János Kertész (CEU, BME, Aalto)

Tuesday 2017-07-25 14.15 – 15.00

Lecture room AS3, TUAS-building

## The hybrid percolation transition

Percolation is a paradigmatic example of second order phase transitions where the order parameter changes continuously (in contrast to first order transitions). However, there are dynamic versions of the percolation model, where the order parameter has a jump at the transition. Such models include the Watts cascade model, the interdependent network model, k-core percolation and the SWIR epidemic model. Interestingly, all these models show features of both first order and second order transitions at the same time: There is a discontinuity in the order parameter and there are scaling phehomena too.

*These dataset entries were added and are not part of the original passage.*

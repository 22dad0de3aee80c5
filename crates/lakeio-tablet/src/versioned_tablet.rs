//! Read handle bound to one tablet metadata snapshot

use crate::tablet_manager::TabletManager;
use lakeio_common::{
    Result, RowsetMetadata, SchemaDescriptor, SchemaId, TabletId, TabletMetadata, Version,
};
use std::sync::Arc;

/// A tablet at one version.
///
/// Holds a strong reference to its snapshot, so the snapshot stays readable
/// even if the metacache evicts it. Anything not in the snapshot is loaded
/// through the owning manager.
#[derive(Clone)]
pub struct VersionedTablet<'a> {
    manager: &'a TabletManager,
    metadata: Arc<TabletMetadata>,
}

impl<'a> VersionedTablet<'a> {
    pub const fn new(manager: &'a TabletManager, metadata: Arc<TabletMetadata>) -> Self {
        Self { manager, metadata }
    }

    pub fn id(&self) -> TabletId {
        self.metadata.id
    }

    pub fn version(&self) -> Version {
        self.metadata.version
    }

    pub const fn metadata(&self) -> &Arc<TabletMetadata> {
        &self.metadata
    }

    pub const fn tablet_manager(&self) -> &'a TabletManager {
        self.manager
    }

    /// Current schema of the snapshot, shared through the metacache
    pub fn get_schema(&self) -> Result<Arc<SchemaDescriptor>> {
        self.get_schema_by_id(self.metadata.schema.id)
    }

    /// Resolve a schema id against the snapshot, then the schema file
    pub fn get_schema_by_id(&self, schema_id: SchemaId) -> Result<Arc<SchemaDescriptor>> {
        self.manager.snapshot_schema(&self.metadata, schema_id)
    }

    pub fn get_rowsets(&self) -> &[RowsetMetadata] {
        &self.metadata.rowsets
    }

    /// Metadata of the same tablet at another version
    pub fn get_metadata(&self, version: Version) -> Result<Arc<TabletMetadata>> {
        self.manager.get_tablet_metadata(self.id(), version)
    }
}

impl std::fmt::Debug for VersionedTablet<'_> {
    fn fmt(&self, f: &mut std::fmt::Formatter<'_>) -> std::fmt::Result {
        f.debug_struct("VersionedTablet")
            .field("id", &self.metadata.id)
            .field("version", &self.metadata.version)
            .finish_non_exhaustive()
    }
}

We show that there are two sets of exponents describing the transition in these cases: One characterizes the behavior of the order parameter, the other one that of the avalanches (or cascades). There is a scaling law connecting these exponents and one of them is given exactly for the case of infinite range interdependent networks. We show on the Erdős-Rényi graph that there is a universal mechanism behind the hybrid percolation transition: The process starts with the evolution of a cascade as a critical branching tree (hence the scaling properties) during which latent nodes accumulate. Due to the finitness of the samples loops occure which ignite some latent nodes leading rapidly to a global cascade and a jump in the order parameter. These phenomena separate in time, enabling intervention during the first period and giving an interpretation of the “golden time” in epidemiology. We show that the dependence of the length of the golden time on the size N of the system is ~N^1/3 if the process starts from an O(1) part of the system and it is ~N^1/4 if from an O(N) part.